Nyaris semua orang lari dari kesedihan. Makanan, minuman, hiburan adalah sebagian tempat lari dalam hal ini. Dan sekuat apa pun manusia lari dari kesedihan, kesedihan akan datang lagi dan lagi. Jangankan saat tidak ada nabi, bahkan saat lahir nabi pun kesedihan hadir sebagai tamu kehidupan.

Itu sebabnya kenapa jiwa-jiwa bercahaya belajar untuk tidak lari dari kesedihan. Penyair besar Kahlil Gibran adalah sebuah contoh legendaris. Mahakaryanya yang berjudul “Sang Nabi” lahir saat beliau mengalami kesedihan mendalam. Mahatma Gandhi meninggalkan karirnya sebagai pengacara cemerlang di Afrika Selatan, pulang ke India juga dibimbing oleh kesedihan.

Di tengah bimbingan sejarah seperti ini, seorang sahabat Buddhist juga sedih mendalam tatkala Vihara dihancurkan orang. Lebih-lebih salah satu Vihara yang hancur bernama Vihara Avalokiteshvara.
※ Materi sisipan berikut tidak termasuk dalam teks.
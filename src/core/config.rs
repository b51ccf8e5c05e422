// SPDX-License-Identifier: Apache-2.0
// Copyright 2025 itsakeyfut
//
// Licensed under the Apache License, Version 2.0 (the "License");
// you may not use this file except in compliance with the License.
// You may obtain a copy of the License at
//
//     http://www.apache.org/licenses/LICENSE-2.0
//
// Unless required by applicable law or agreed to in writing, software
// distributed under the License is distributed on an "AS IS" BASIS,
// WITHOUT WARRANTIES OR CONDITIONS OF ANY KIND, either express or implied.
// See the License for the specific language governing permissions and
// limitations under the License.

//! Cache configuration
//!
//! Embedders usually hard-code their cache sizing, but interactive frontends
//! want it in the same TOML file as the rest of their emulator settings, so
//! the configuration is a plain serde type loadable from disk.
//!
//! # Example
//!
//! ```
//! use tbcache::core::config::CacheConfig;
//!
//! let config: CacheConfig = toml::from_str("block_capacity = 8192").unwrap();
//! assert_eq!(config.block_capacity, 8192);
//! ```

use serde::{Deserialize, Serialize};
use std::path::Path;

use crate::core::error::Result;

/// Sizing knobs for a translation block cache
///
/// Only the bounded [`PooledStrategy`](crate::core::cache::alloc::PooledStrategy)
/// consumes the capacity; the unbounded heap strategy ignores configuration
/// entirely.
#[derive(Debug, Clone, Copy, PartialEq, Eq, Serialize, Deserialize)]
#[serde(default)]
pub struct CacheConfig {
    /// Maximum number of simultaneously live blocks for pooled strategies
    pub block_capacity: usize,
}

impl CacheConfig {
    /// Default pooled-strategy capacity (16K blocks)
    ///
    /// Sized for a full guest program working set; a typical interpreter
    /// touches a few thousand distinct basic blocks between flushes.
    pub const DEFAULT_BLOCK_CAPACITY: usize = 16 * 1024;

    /// Load a configuration from a TOML file
    ///
    /// Missing fields fall back to their defaults, so a partial (or empty)
    /// file is valid.
    ///
    /// # Errors
    ///
    /// Returns [`CacheError::ConfigIo`](crate::CacheError::ConfigIo) if the
    /// file cannot be read and [`CacheError::ConfigParse`](crate::CacheError::ConfigParse)
    /// if it is not valid TOML for this type.
    pub fn load<P: AsRef<Path>>(path: P) -> Result<Self> {
        let text = std::fs::read_to_string(path)?;
        let config = toml::from_str(&text)?;
        Ok(config)
    }
}

impl Default for CacheConfig {
    fn default() -> Self {
        Self {
            block_capacity: Self::DEFAULT_BLOCK_CAPACITY,
        }
    }
}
Sebuah nama yang ia ulang-ulang setiap hari selama bertahun-tahun di alam doa.

Namun bukan jiwa bercahaya namanya kalau kesedihan kemudian membuat ia menyulut kekerasan. Sebaliknya, perasaan sedih di dalam diizinkan untuk membimbing jiwa agar menyelam semakin dalam. Tidak perlu menyalahkan orang, tidak perlu menyalahkan diri sendiri, cukup tersenyum secara mendalam pada setiap wajah kesedihan.

Ada wajah ketidakberdayaan, ada wajah keraguan, ada wajah keikhlasan, ada wajah kegelapan, ada wajah kasih sayang, ada wajah kebodohan. Apa pun wajah kesedihan yang datang, semuanya didekap dengan senyuman yang sama. Persis seperti seorang ibu mendekap putra tunggalnya.
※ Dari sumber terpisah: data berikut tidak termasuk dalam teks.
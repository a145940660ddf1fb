// Copyright (c) 2025 Soumyadip Sarkar.
// All rights reserved.
//
// This source code is licensed under the license found in the
// LICENSE file in the root directory of this source tree.

//! Usable balance per account kind, and the ceiling checks on the credit side.

use crate::errors::Rejection;
use crate::models::{Account, AccountDetails};
use rust_decimal::Decimal;

#[derive(Debug, Clone, Copy, PartialEq, Eq)]
pub enum Role {
    Source,
    Destination,
}

/// Source role: what the account can contribute right now. A credit card
/// contributes its unused credit, a vault keeps its minimum balance back.
///
/// Destination role: the figure the credit lands on (amount owed for a card).
pub fn usable_balance(account: &Account, role: Role) -> Decimal {
    match (role, &account.details) {
        (Role::Source, AccountDetails::CreditCard(line)) => {
            line.credit_limit
                .saturating_sub(line.current_balance)
                .max(Decimal::ZERO)
        }
        (Role::Source, AccountDetails::Vault(rules)) => {
            // A negative floor must not free up more than the stored balance.
            let floor = rules.min_balance.unwrap_or(Decimal::ZERO).max(Decimal::ZERO);
            account.stored_balance.saturating_sub(floor).max(Decimal::ZERO)
        }
        (Role::Source, AccountDetails::Bank)
        | (Role::Source, AccountDetails::EWallet(_))
        | (Role::Source, AccountDetails::PrepaidCard(_)) => account.stored_balance,
        (Role::Destination, _) => account.balance_figure(),
    }
}

/// How much more may be credited. `None` means unbounded.
pub fn credit_headroom(account: &Account) -> Option<Decimal> {
    match &account.details {
        AccountDetails::Vault(rules) => rules
            .max_capacity
            .map(|cap| cap.saturating_sub(account.stored_balance).max(Decimal::ZERO)),
        AccountDetails::CreditCard(line) => Some(line.current_balance),
        AccountDetails::Bank | AccountDetails::EWallet(_) | AccountDetails::PrepaidCard(_) => None,
    }
}

/// Rejects a credit that would overfill a capped vault or overpay a card.
pub fn check_credit(account: &Account, total_credit: Decimal) -> Result<(), Rejection> {
    match &account.details {
        AccountDetails::Vault(rules) => match rules.max_capacity {
            Some(capacity) => {
                let requested_balance = account
                    .stored_balance
                    .checked_add(total_credit)
                    .ok_or(Rejection::AmountOutOfRange {
                        amount: total_credit,
                    })?;
                if requested_balance > capacity {
                    return Err(Rejection::CapacityExceeded {
                        capacity,
                        requested_balance,
                    });
                }
                Ok(())
            }
            None => Ok(()),
        },
        AccountDetails::CreditCard(line) if total_credit > line.current_balance => {
            Err(Rejection::Overpayment {
                owed: line.current_balance,
                offered: total_credit,
            })
        }
        _ => Ok(()),
    }
}
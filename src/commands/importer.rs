// Copyright (c) 2025 Soumyadip Sarkar.
// All rights reserved.
//
// This source code is licensed under the license found in the
// LICENSE file in the root directory of this source tree.

use crate::config::{EngineConfig, parse_flag};
use crate::engine::{MovementOutcome, MovementRequest};
use crate::errors::Rejection;
use crate::fees::FeePolicy;
use crate::ledger::{EntryId, MovementKind};
use crate::models::AccountRef;
use crate::store;
use crate::utils::{maybe_print_json, parse_decimal, parse_opt_decimal, parse_timestamp, pretty_table};
use anyhow::{Context, Result, anyhow};
use csv::{ReaderBuilder, StringRecord};
use rusqlite::Connection;
use rust_decimal::Decimal;
use serde::Serialize;

pub fn handle(conn: &mut Connection, m: &clap::ArgMatches) -> Result<()> {
    match m.subcommand() {
        Some(("movements", sub)) => {
            let path = sub.get_one::<String>("path").unwrap().trim();
            let results = import_movements(conn, path)?;
            print_results(sub, path, &results)
        }
        _ => Ok(()),
    }
}

#[derive(Debug, Serialize)]
pub struct ImportResult {
    /// 1-based data row, header excluded.
    pub row: usize,
    pub entry_id: Option<EntryId>,
    pub rejection: Option<Rejection>,
}

impl ImportResult {
    pub fn is_applied(&self) -> bool {
        self.entry_id.is_some()
    }
}

fn field<'a>(rec: &'a StringRecord, idx: usize) -> &'a str {
    rec.get(idx).unwrap_or("").trim()
}

fn opt_ref(raw: &str) -> Result<Option<AccountRef>> {
    if raw.is_empty() {
        return Ok(None);
    }
    Ok(Some(raw.parse::<AccountRef>()?))
}

fn parse_row(rec: &StringRecord) -> Result<MovementRequest> {
    let date_raw = field(rec, 0);
    let timestamp = parse_timestamp(date_raw)
        .with_context(|| format!("Invalid movement date '{}'", date_raw))?;
    let kind: MovementKind = field(rec, 1).parse()?;
    let source = opt_ref(field(rec, 2))?;
    let destination = opt_ref(field(rec, 3))?;
    let implied = MovementKind::classify(source.as_ref(), destination.as_ref());
    if implied != Some(kind) {
        return Err(anyhow!(
            "Kind '{}' does not match from='{}' to='{}'",
            kind,
            field(rec, 2),
            field(rec, 3)
        ));
    }
    let amount_raw = field(rec, 4);
    let amount = parse_decimal(amount_raw)
        .with_context(|| format!("Invalid amount '{}'", amount_raw))?;
    let fee_policy = FeePolicy::from_parts(
        parse_opt_decimal(Some(field(rec, 5)))?,
        parse_opt_decimal(Some(field(rec, 6)))?,
    )?;
    let commission = parse_opt_decimal(Some(field(rec, 7)))?.unwrap_or(Decimal::ZERO);
    let mut request = MovementRequest::new(source, destination, amount)
        .with_fee(fee_policy)
        .with_commission(commission)
        .at(timestamp)
        .described(field(rec, 8));
    // Optional tenth column; blank keeps the stored policy.
    let override_raw = field(rec, 9);
    if !override_raw.is_empty() {
        request = request.count_destination_limits(parse_flag("destination_limits", override_raw)?);
    }
    Ok(request)
}

/// Parses the whole file first so a malformed row aborts before anything is
/// applied. Rows are then submitted one by one; a rejected row is reported
/// and the batch continues.
pub fn import_movements(conn: &mut Connection, path: &str) -> Result<Vec<ImportResult>> {
    let mut rdr = ReaderBuilder::new()
        .has_headers(true)
        .flexible(true)
        .from_path(path)
        .with_context(|| format!("Open CSV {}", path))?;

    let mut requests = Vec::new();
    for (idx, result) in rdr.records().enumerate() {
        let rec = result?;
        let request = parse_row(&rec).with_context(|| format!("Row {}", idx + 1))?;
        requests.push(request);
    }

    let config = EngineConfig::load(conn)?;
    let mut results = Vec::with_capacity(requests.len());
    for (idx, request) in requests.into_iter().enumerate() {
        let outcome = store::submit(conn, &config, request)?;
        results.push(match outcome {
            MovementOutcome::Applied(entry) => ImportResult {
                row: idx + 1,
                entry_id: Some(entry.id),
                rejection: None,
            },
            MovementOutcome::Rejected(reason) => ImportResult {
                row: idx + 1,
                entry_id: None,
                rejection: Some(reason),
            },
        });
    }
    let applied = results.iter().filter(|r| r.is_applied()).count();
    tracing::info!(path, applied, rejected = results.len() - applied, "import finished");
    Ok(results)
}

fn print_results(sub: &clap::ArgMatches, path: &str, results: &[ImportResult]) -> Result<()> {
    if maybe_print_json(sub.get_flag("json"), sub.get_flag("jsonl"), &results)? {
        return Ok(());
    }
    let rejected: Vec<Vec<String>> = results
        .iter()
        .filter_map(|r| {
            r.rejection
                .as_ref()
                .map(|reason| vec![r.row.to_string(), reason.to_string()])
        })
        .collect();
    let applied = results.len() - rejected.len();
    println!(
        "Imported movements from {}: {} applied, {} rejected",
        path,
        applied,
        rejected.len()
    );
    if !rejected.is_empty() {
        println!("{}", pretty_table(&["Row", "Reason"], rejected));
    }
    Ok(())
}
Awalnya ada yang melawan di dalam. Kemudian terbuka rahasianya, ternyata yang melawan adalah keakuan. Setelah disadari secara penuh dan utuh, keakuan menghilang. Ia digantikan dengan jiwa-jiwa menderita yang memerlukan pertolongan. Orang-orang yang menghancurkan Vihara khususnya bukan manusia negatif, melainkan malaikat yang ada di sini untuk memurnikan karma buruk, sekaligus menyempurnakan kesabaran.

Di lapisan yang lebih dalam terlihat, ternyata kegelapan juga membawa kebaikan. Hanya karena kebaikan kegelapan maka cahaya bisa memancar jauh lebih terang. Dibimbing oleh cahaya pemahaman ini, tidak saja kemarahan pada kekuatan kegelapan menurun, tapi cahaya dari dalam juga memancar semakin terang.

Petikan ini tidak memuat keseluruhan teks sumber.